Parler de réappropriation reste néanmoins une affirmation à nuancer : Welles, en grand amateur de théâtre, vouait une admiration presque religieuse à Shakespeare – qu’il jugeait d’ailleurs, paradoxalement, inadaptable au cinéma. C’est cette même réflexion qui le mena à complètement repenser l’adaptation théâtrale, et dans le même temps à s’assujettir complètement à des moyens (plus qu’à des règles) inséparables de l’art scénique. Shakespeare selon Welles, ce sont des flaques de boue, des panaches de fumée laissant entrevoir des forteresses ténébreuses, des couronnes faites de bois ancestraux, une langue à peine compréhensible, de colossaux bâtiments découpant un ciel noir balayé par une tempête éternelle. Le Shakespeare de Welles, il le tire de l’âge de pierre, il le forge comme une sombre épopée de récits immémoriaux, comme gravé dans un marbre noir, obscur, possédé.
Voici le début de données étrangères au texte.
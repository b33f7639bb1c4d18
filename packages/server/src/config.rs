//! Server configuration from environment variables.

use bakery_map_geography_models::BoundarySource;
use bakery_map_view::{ConfigError, MapConfig};
use thiserror::Error;

/// Errors reading the server configuration.
#[derive(Debug, Error)]
pub enum ServerConfigError {
    /// A required variable is not set.
    #[error("Missing environment variable {name}")]
    Missing {
        /// Variable name.
        name: &'static str,
    },

    /// A variable is set but unusable.
    #[error("Invalid value for {name}: {message}")]
    Invalid {
        /// Variable name.
        name: &'static str,
        /// What is wrong.
        message: String,
    },

    /// The `MAP_CONFIG` file could not be read.
    #[error("Failed to read map config {path}: {source}")]
    Io {
        /// Path from `MAP_CONFIG`.
        path: String,
        /// Underlying error.
        source: std::io::Error,
    },

    /// The map configuration is invalid.
    #[error(transparent)]
    Map(#[from] ConfigError),
}

/// Everything the server needs to start.
#[derive(Debug, Clone)]
pub struct ServerConfig {
    /// Address to bind.
    pub bind_addr: String,
    /// Port to bind.
    pub port: u16,
    /// Where the boundary document lives.
    pub boundary: BoundarySource,
    /// Root URL of the statistics service.
    pub stats_base_url: String,
    /// Bearer token for the statistics service.
    pub stats_token: Option<String>,
    /// Retries for transient statistics failures.
    pub stats_max_retries: u32,
    /// Map view defaults.
    pub map: MapConfig,
}

impl ServerConfig {
    /// Reads the configuration from the process environment.
    ///
    /// # Errors
    ///
    /// Returns [`ServerConfigError`] if a required variable is missing or a
    /// value is invalid.
    pub fn from_env() -> Result<Self, ServerConfigError> {
        Self::from_lookup(|name| std::env::var(name).ok())
    }

    /// Reads the configuration through `lookup`.
    ///
    /// `BIND_ADDR` defaults to `127.0.0.1`, `PORT` to `8080` and
    /// `STATS_MAX_RETRIES` to `3`.
    /// `BOUNDARY_URL` takes precedence over `BOUNDARY_PATH`.
    ///
    /// # Errors
    ///
    /// Returns [`ServerConfigError`] if a required variable is missing or a
    /// value is invalid.
    pub fn from_lookup(
        lookup: impl Fn(&str) -> Option<String>,
    ) -> Result<Self, ServerConfigError> {
        let var = |name: &str| lookup(name).filter(|v| !v.trim().is_empty());

        let bind_addr = var("BIND_ADDR").unwrap_or_else(|| "127.0.0.1".to_string());
        let port = match var("PORT") {
            Some(p) => p.trim().parse().map_err(|e| ServerConfigError::Invalid {
                name: "PORT",
                message: format!("{e}"),
            })?,
            None => 8080,
        };

        let stats_max_retries = match var("STATS_MAX_RETRIES") {
            Some(n) => n.trim().parse().map_err(|e| ServerConfigError::Invalid {
                name: "STATS_MAX_RETRIES",
                message: format!("{e}"),
            })?,
            None => 3,
        };

        let boundary = if let Some(url) = var("BOUNDARY_URL") {
            BoundarySource::Url { url }
        } else if let Some(path) = var("BOUNDARY_PATH") {
            BoundarySource::File { path }
        } else {
            return Err(ServerConfigError::Missing {
                name: "BOUNDARY_URL",
            });
        };

        let stats_base_url = var("STATS_BASE_URL").ok_or(ServerConfigError::Missing {
            name: "STATS_BASE_URL",
        })?;

        let map = match var("MAP_CONFIG") {
            Some(path) => {
                let contents = std::fs::read_to_string(&path)
                    .map_err(|source| ServerConfigError::Io { path, source })?;
                MapConfig::embedded().merge_toml(&contents)?
            }
            None => MapConfig::embedded(),
        };

        Ok(Self {
            bind_addr,
            port,
            boundary,
            stats_base_url,
            stats_token: var("STATS_TOKEN"),
            stats_max_retries,
            map,
        })
    }
}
Une architecture quasiment vaudou qui tranche radicalement avec tout classicisme. Du théâtre, Welles garde cependant ce geste visuel d’une image continue, synonyme d’un temps réel dans lequel l’action n’est pas interrompue : non seulement il conserve ainsi la verve tragique du récit, mais il lui confère surtout une vélocité épique, martiale, lyrique. Le chaos païen prend alors des airs de conte biblique : mais il ne faut pas se laisser leurrer, ici point de divinités, seulement la virulence des Hommes, sans manichéisme ni héroïsme, dont la seule croyance préhistorique semble être ce feu de la toute-puissance, seul à amener la mort, seul à les tromper et les rendre fous.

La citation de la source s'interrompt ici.